The Key to Longevity According to Harvard
Everyone wants to be happy. That is probably why the Plan of Salvation is also called the Plan of Happiness. But why is happiness so important to us?
Harvard has been conducting an 80-year-long study on health, and they have found that happiness is one of the biggest factors in determining longevity.
The Study
Harvard began this study in 1938—the height of the Great Depression. They selected 268 Harvard sophomore men (among them future president John F. Kennedy) and began tracking their health. They recorded all sorts of physical and mental health data.
In 1970, the study was expanded to include 456 Boston inner-city residents and, eventually, the more than 1,300 children of the men in both studies. Of the original subjects, 40 are still alive and in their 90s.
The study itself has gone through its share of changes. Four researchers have led the study and each had something that they added to it. the first director, Clark Heath, focused on biological and genetic factors. The third director, George Vaillant, decided to focus on the relationships that these people were involved in.
The Results
The Harvard Gazette reported in an article about the project that “Vaillant wrote that six factors predicted healthy aging for the Harvard men: physical activity, absence of alcohol abuse and smoking, having mature mechanisms to cope with life’s ups and downs, and enjoying both a healthy weight and a stable marriage. For the inner-city men, education was an additional factor.”
However, Robert Waldinger, the study’s fourth director, has discovered something else. Good relationships with spouses, family, and friends prolong your health. Loneliness not only hurts your mental health, but it also affects your physical health. “Those ties protect people from life’s discontents, help to delay mental and physical decline, and are better predictors of long and happy lives than social class, IQ, or even genes.”
Waldinger said, in his popular TED talk, that “the people who were the most satisfied in their relationships at age 50 were the healthiest at age 80.” The study also showed that loneliness is just as detrimental to your health as smoking or alcohol abuse.

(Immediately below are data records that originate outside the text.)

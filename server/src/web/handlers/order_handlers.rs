// revstoran_server/src/web/handlers/order_handlers.rs

use actix_web::{web, HttpResponse};
use serde_json::json;
use std::collections::HashMap;
use tracing::instrument;

use crate::errors::AppError;
use crate::models::{Order, OrderItem, OrderWithItems};
use crate::state::AppState;
use crate::web::session::AuthenticatedUser;

/// The current user's orders, newest first, each with its items.
#[instrument(name = "handler::list_orders", skip_all, fields(user_id = %auth_user.user_id))]
pub async fn list_orders_handler(
  app_state: web::Data<AppState>,
  auth_user: AuthenticatedUser,
) -> Result<HttpResponse, AppError> {
  let orders: Vec<Order> = sqlx::query_as(
    "SELECT id, customer_id, restaurant_id, total_price, status, created_at \
     FROM orders WHERE customer_id = $1 ORDER BY id DESC",
  )
  .bind(auth_user.user_id.get())
  .fetch_all(&app_state.db_pool)
  .await?;

  let order_ids: Vec<i64> = orders.iter().map(|o| o.id).collect();
  let items: Vec<OrderItem> = if order_ids.is_empty() {
    Vec::new()
  } else {
    sqlx::query_as(
      "SELECT id, order_id, menu_item_id, quantity, price FROM order_items WHERE order_id = ANY($1) ORDER BY id",
    )
    .bind(&order_ids)
    .fetch_all(&app_state.db_pool)
    .await?
  };

  let mut items_by_order: HashMap<i64, Vec<OrderItem>> = HashMap::new();
  for item in items {
    items_by_order.entry(item.order_id).or_default().push(item);
  }

  let orders: Vec<OrderWithItems> = orders
    .into_iter()
    .map(|order| OrderWithItems {
      items: items_by_order.remove(&order.id).unwrap_or_default(),
      order,
    })
    .collect();

  Ok(HttpResponse::Ok().json(json!({ "orders": orders })))
}
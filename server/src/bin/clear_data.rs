// revstoran_server/src/bin/clear_data.rs

//! Maintenance tool: deletes every review and every menu item in a single
//! transaction. Users, restaurants and orders are left alone.

use anyhow::Context;
use sqlx::postgres::PgPoolOptions;
use tracing::info;

#[tokio::main]
async fn main() -> anyhow::Result<()> {
  dotenvy::dotenv().ok();
  tracing_subscriber::fmt()
    .with_env_filter(
      tracing_subscriber::EnvFilter::try_from_default_env()
        .unwrap_or_else(|_| tracing_subscriber::EnvFilter::new("info")),
    )
    .init();

  let database_url = std::env::var("DATABASE_URL").context("Missing environment variable 'DATABASE_URL'")?;
  let pool = PgPoolOptions::new()
    .max_connections(1)
    .connect(&database_url)
    .await
    .context("failed to connect to the database")?;

  let mut tx = pool.begin().await?;
  let deleted_reviews = sqlx::query("DELETE FROM comments").execute(&mut *tx).await?.rows_affected();
  let deleted_menu_items = sqlx::query("DELETE FROM menu_items").execute(&mut *tx).await?.rows_affected();
  tx.commit().await.context("failed to commit cleanup")?;

  info!(deleted_reviews, deleted_menu_items, "Cleanup committed.");
  println!("{} reviews, {} menu items deleted.", deleted_reviews, deleted_menu_items);
  Ok(())
}
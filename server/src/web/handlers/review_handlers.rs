// revstoran_server/src/web/handlers/review_handlers.rs

use actix_web::{web, HttpResponse};
use serde::Deserialize;
use serde_json::{json, Value};
use sqlx::PgPool;
use tracing::{info, instrument, warn};

use super::restaurant_handlers::fetch_restaurant;
use crate::errors::AppError;
use crate::models::Review;
use crate::state::AppState;
use crate::web::forms::parse_rating;
use crate::web::session::AuthenticatedUser;

#[derive(Deserialize, Debug, Default)]
pub struct ReviewPayload {
  pub content: Option<String>,
  pub rating: Option<Value>,
}

/// Reviews for one restaurant, newest first.
pub(crate) async fn fetch_reviews(pool: &PgPool, restaurant_id: i64) -> Result<Vec<Review>, AppError> {
  let reviews: Vec<Review> = sqlx::query_as(
    "SELECT c.id, c.user_id, u.username, c.restaurant_id, c.content, c.rating, c.created_at \
     FROM comments c JOIN users u ON u.id = c.user_id \
     WHERE c.restaurant_id = $1 ORDER BY c.id DESC",
  )
  .bind(restaurant_id)
  .fetch_all(pool)
  .await?;
  Ok(reviews)
}

#[instrument(name = "handler::add_review", skip_all, fields(restaurant_id = %path.as_ref(), user_id = %auth_user.user_id))]
pub async fn add_review_handler(
  app_state: web::Data<AppState>,
  auth_user: AuthenticatedUser,
  path: web::Path<i64>,
  req_payload: web::Json<ReviewPayload>,
) -> Result<HttpResponse, AppError> {
  let restaurant = fetch_restaurant(&app_state.db_pool, path.into_inner()).await?;

  let content = req_payload.content.as_deref().unwrap_or_default().trim().to_string();
  let rating = parse_rating(req_payload.rating.as_ref());
  if content.is_empty() {
    warn!("Empty review rejected.");
    return Err(AppError::Validation("Review cannot be empty.".to_string()));
  }

  let review: Review = sqlx::query_as(
    "WITH inserted AS ( \
       INSERT INTO comments (user_id, restaurant_id, content, rating) VALUES ($1, $2, $3, $4) \
       RETURNING id, user_id, restaurant_id, content, rating, created_at \
     ) \
     SELECT i.id, i.user_id, u.username, i.restaurant_id, i.content, i.rating, i.created_at \
     FROM inserted i JOIN users u ON u.id = i.user_id",
  )
  .bind(auth_user.user_id.get())
  .bind(restaurant.id)
  .bind(&content)
  .bind(rating)
  .fetch_one(&app_state.db_pool)
  .await?;

  info!(review_id = review.id, rating, "Review submitted.");
  Ok(HttpResponse::Created().json(json!({
      "message": "Review submitted.",
      "review": review,
  })))
}

#[instrument(name = "handler::list_reviews", skip_all, fields(restaurant_id = %path.as_ref()))]
pub async fn list_reviews_handler(
  app_state: web::Data<AppState>,
  path: web::Path<i64>,
) -> Result<HttpResponse, AppError> {
  let reviews = fetch_reviews(&app_state.db_pool, path.into_inner()).await?;
  Ok(HttpResponse::Ok().json(json!({ "reviews": reviews })))
}
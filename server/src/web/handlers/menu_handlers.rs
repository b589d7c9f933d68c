// revstoran_server/src/web/handlers/menu_handlers.rs

use actix_web::{web, HttpResponse};
use serde::Deserialize;
use serde_json::{json, Value};
use tracing::{info, instrument};

use super::restaurant_handlers::{fetch_restaurant, require_owner};
use crate::errors::AppError;
use crate::models::MenuItem;
use crate::state::AppState;
use crate::web::forms::{parse_price, price_field, trimmed};
use crate::web::session::AuthenticatedUser;

const MENU_ITEM_COLUMNS: &str = "id, restaurant_id, name, description, price, image_path";

#[derive(Deserialize, Debug, Default)]
pub struct MenuItemPayload {
  pub name: Option<String>,
  pub description: Option<String>,
  /// Number or text; "12,50" is accepted.
  pub price: Option<Value>,
  pub image_path: Option<String>,
}

#[instrument(name = "handler::create_menu_item", skip_all, fields(restaurant_id = %path.as_ref(), user_id = %auth_user.user_id))]
pub async fn create_menu_item_handler(
  app_state: web::Data<AppState>,
  auth_user: AuthenticatedUser,
  path: web::Path<i64>,
  req_payload: web::Json<MenuItemPayload>,
) -> Result<HttpResponse, AppError> {
  let restaurant = fetch_restaurant(&app_state.db_pool, path.into_inner()).await?;
  require_owner(&restaurant, auth_user.user_id)?;

  let payload = req_payload.into_inner();
  let price = match price_field(payload.price.as_ref())? {
    Some(price) => price,
    None => parse_price("0")?,
  };

  let item: MenuItem = sqlx::query_as(&format!(
    "INSERT INTO menu_items (restaurant_id, name, description, price, image_path) \
     VALUES ($1, $2, $3, $4, $5) RETURNING {}",
    MENU_ITEM_COLUMNS
  ))
  .bind(restaurant.id)
  .bind(trimmed(payload.name.as_ref()).unwrap_or_default())
  .bind(trimmed(payload.description.as_ref()).unwrap_or_default())
  .bind(price)
  .bind(trimmed(payload.image_path.as_ref()).filter(|p| !p.is_empty()))
  .fetch_one(&app_state.db_pool)
  .await?;

  info!(menu_item_id = item.id, "New menu item added.");
  Ok(HttpResponse::Created().json(json!({
      "message": "New menu item added.",
      "menuItem": item,
  })))
}

async fn fetch_menu_item(app_state: &AppState, menu_item_id: i64) -> Result<MenuItem, AppError> {
  let item: Option<MenuItem> = sqlx::query_as(&format!("SELECT {} FROM menu_items WHERE id = $1", MENU_ITEM_COLUMNS))
    .bind(menu_item_id)
    .fetch_optional(&app_state.db_pool)
    .await?;
  item.ok_or_else(|| AppError::NotFound(format!("Menu item with ID {} not found.", menu_item_id)))
}

#[instrument(name = "handler::update_menu_item", skip_all, fields(menu_item_id = %path.as_ref(), user_id = %auth_user.user_id))]
pub async fn update_menu_item_handler(
  app_state: web::Data<AppState>,
  auth_user: AuthenticatedUser,
  path: web::Path<i64>,
  req_payload: web::Json<MenuItemPayload>,
) -> Result<HttpResponse, AppError> {
  let current = fetch_menu_item(&app_state, path.into_inner()).await?;
  let restaurant = fetch_restaurant(&app_state.db_pool, current.restaurant_id).await?;
  require_owner(&restaurant, auth_user.user_id)?;

  let payload = req_payload.into_inner();
  // Validate before writing anything.
  let price = price_field(payload.price.as_ref())?.unwrap_or(current.price);
  let image_path = match trimmed(payload.image_path.as_ref()) {
    Some(p) if !p.is_empty() => Some(p),
    _ => current.image_path.clone(),
  };

  let item: MenuItem = sqlx::query_as(&format!(
    "UPDATE menu_items SET name = $1, description = $2, price = $3, image_path = $4 WHERE id = $5 RETURNING {}",
    MENU_ITEM_COLUMNS
  ))
  .bind(trimmed(payload.name.as_ref()).unwrap_or(current.name))
  .bind(trimmed(payload.description.as_ref()).unwrap_or(current.description))
  .bind(price)
  .bind(image_path)
  .bind(current.id)
  .fetch_one(&app_state.db_pool)
  .await?;

  Ok(HttpResponse::Ok().json(json!({
      "message": "Menu item updated.",
      "menuItem": item,
  })))
}

#[instrument(name = "handler::delete_menu_item", skip_all, fields(menu_item_id = %path.as_ref(), user_id = %auth_user.user_id))]
pub async fn delete_menu_item_handler(
  app_state: web::Data<AppState>,
  auth_user: AuthenticatedUser,
  path: web::Path<i64>,
) -> Result<HttpResponse, AppError> {
  let item = fetch_menu_item(&app_state, path.into_inner()).await?;
  let restaurant = fetch_restaurant(&app_state.db_pool, item.restaurant_id).await?;
  require_owner(&restaurant, auth_user.user_id)?;

  sqlx::query("DELETE FROM menu_items WHERE id = $1")
    .bind(item.id)
    .execute(&app_state.db_pool)
    .await?;

  info!("Menu item deleted.");
  Ok(HttpResponse::Ok().json(json!({
      "message": "Menu item deleted.",
      "restaurantId": restaurant.id,
  })))
}
// revstoran/src/catalog.rs

//! Menu lookup collaborator. The cart never reads menu storage directly; it
//! asks a `MenuCatalog` for a snapshot of the item at add-time.

use crate::ids::{MenuItemId, RestaurantId};
use async_trait::async_trait;
use parking_lot::RwLock;
use rust_decimal::Decimal;
use serde::{Deserialize, Serialize};
use std::collections::HashMap;

/// What the cart captures about a menu item when it is added.
#[derive(Debug, Clone, PartialEq, Eq, Serialize, Deserialize)]
pub struct MenuItemSnapshot {
  pub id: MenuItemId,
  pub name: String,
  pub price: Decimal,
  pub restaurant_id: RestaurantId,
  pub restaurant_name: String,
}

#[async_trait]
pub trait MenuCatalog: Send + Sync {
  /// `Ok(None)` when the item does not exist; `Err` only for lookup failures.
  async fn menu_item(&self, id: MenuItemId) -> anyhow::Result<Option<MenuItemSnapshot>>;
}

/// A fixed, in-memory catalog. Useful for tests, benchmarks and demos.
#[derive(Debug, Default)]
pub struct StaticMenuCatalog {
  items: RwLock<HashMap<MenuItemId, MenuItemSnapshot>>,
}

impl StaticMenuCatalog {
  pub fn new() -> Self {
    Self::default()
  }

  pub fn with_items<I: IntoIterator<Item = MenuItemSnapshot>>(items: I) -> Self {
    let catalog = Self::new();
    for item in items {
      catalog.insert(item);
    }
    catalog
  }

  pub fn insert(&self, item: MenuItemSnapshot) {
    self.items.write().insert(item.id, item);
  }

  pub fn remove(&self, id: MenuItemId) -> Option<MenuItemSnapshot> {
    self.items.write().remove(&id)
  }

  /// Changes a price in place; carts holding the item keep the old price.
  pub fn set_price(&self, id: MenuItemId, price: Decimal) -> bool {
    match self.items.write().get_mut(&id) {
      Some(item) => {
        item.price = price;
        true
      }
      None => false,
    }
  }
}

#[async_trait]
impl MenuCatalog for StaticMenuCatalog {
  async fn menu_item(&self, id: MenuItemId) -> anyhow::Result<Option<MenuItemSnapshot>> {
    Ok(self.items.read().get(&id).cloned())
  }
}
// revstoran_server/src/state.rs
use crate::config::AppConfig;
use crate::services::catalog::PgMenuCatalog;
use crate::services::order_store::PgOrderStore;
use revstoran::{MenuCatalog, OrderMaterializer, SessionStore};
use sqlx::PgPool;
use std::sync::Arc;

#[derive(Clone)]
pub struct AppState {
  pub db_pool: PgPool,
  pub sessions: Arc<SessionStore>,
  pub catalog: Arc<dyn MenuCatalog>,
  pub materializer: OrderMaterializer,
  pub config: Arc<AppConfig>,
}

impl AppState {
  pub fn new(db_pool: PgPool, config: Arc<AppConfig>) -> Self {
    Self {
      catalog: Arc::new(PgMenuCatalog::new(db_pool.clone())),
      db_pool,
      sessions: Arc::new(SessionStore::with_idle_timeout(config.session_idle_timeout)),
      materializer: OrderMaterializer::new(config.checkout_scope),
      config,
    }
  }

  /// Replaces the menu lookup used by the cart.
  pub fn with_menu_catalog(mut self, catalog: Arc<dyn MenuCatalog>) -> Self {
    self.catalog = catalog;
    self
  }

  pub fn order_store(&self) -> PgOrderStore {
    PgOrderStore::new(self.db_pool.clone())
  }
}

Now, this doesn’t mean that your relationships have to be perfect. Waldinger said, “Some of our octogenarian couples could bicker with each other day in and day out, but as long as they felt that they could really count on the other when the going got tough, those arguments didn’t take a toll on their memories.”
Good relationships save lives. They don’t just save people from mental illness and suicide. This Harvard study showed that even when people experienced pain, that pain was lessened simply because they had a strong relationship with someone.
The Gospel
In a BYU devotional, Marleen Williams said, “Relationships form the very basis of the gospel of Jesus Christ,” and I believe that with all my heart. Everything about the gospel of Jesus Christ points us towards making stronger relationships—with God, Christ, your families, and our communities.

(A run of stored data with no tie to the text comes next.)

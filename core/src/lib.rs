// revstoran/src/lib.rs

//! Revstoran: the ordering core of a restaurant-ordering service.
//!
//! The crate owns the state that actually changes during an ordering session:
//!  - A per-session shopping [`Cart`] grouping [`CartLine`]s by restaurant.
//!  - Cart mutations (add, update quantity, remove, clear) that keep the cart
//!    free of empty restaurant groups and quantities inside [1, 50].
//!  - The [`OrderMaterializer`], which turns a cart into persisted orders (one
//!    per restaurant) inside store transactions and then empties the cart.
//!  - An in-process [`SessionStore`] holding identity and cart per session.
//!
//! Storage and identity are collaborators expressed as traits
//! ([`MenuCatalog`], [`OrderStore`]); the server crate implements them over
//! PostgreSQL, and the in-memory implementations here back the tests.

pub mod cart;
pub mod catalog;
pub mod error;
pub mod ids;
pub mod orders;
pub mod session;

// --- Re-exports for the Public API ---

pub use crate::cart::line::CartLine;
pub use crate::cart::ops::{add_item, clear, clamp_quantity, parse_quantity, remove_item, update_quantity};
pub use crate::cart::store::Cart;
pub use crate::cart::{MAX_LINE_QUANTITY, MIN_LINE_QUANTITY};

pub use crate::catalog::{MenuCatalog, MenuItemSnapshot, StaticMenuCatalog};

pub use crate::orders::materializer::{CheckoutEntry, CheckoutReceipt, OrderMaterializer, PlacedOrder, TransactionScope};
pub use crate::orders::memory::{InMemoryOrderStore, InMemoryTransaction, StoredOrder, StoredOrderItem};
pub use crate::orders::{NewOrder, NewOrderItem, OrderStatus, OrderStore, OrderTransaction};

pub use crate::session::{SessionData, SessionLease, SessionStore, DEFAULT_IDLE_TIMEOUT};

pub use crate::error::{RevstoranError, RevstoranResult};
pub use crate::ids::{MenuItemId, OrderId, RestaurantId, SessionId, UserId};
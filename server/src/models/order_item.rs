// revstoran_server/src/models/order_item.rs

use rust_decimal::Decimal;
use serde::Serialize;
use sqlx::FromRow;

#[derive(Debug, Clone, Serialize, FromRow)]
pub struct OrderItem {
  pub id: i64,
  pub order_id: i64,
  pub menu_item_id: i64,
  pub quantity: i32,
  pub price: Decimal, // Unit price captured when the item was added to the cart
}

Christ teaches us to love others and to build each other up. He implores us to seek out the lost and bring them back into the fold. He asks us to minister to our brothers and sisters. I know that as we do this, we can be a light in someone’s life. As we form relationships with others we are helping ourselves as well. Each new relationship is a safeguard against Satan and the destructive power of loneliness.
So now you know the secret to longevity: strong, healthy, and happy relationships.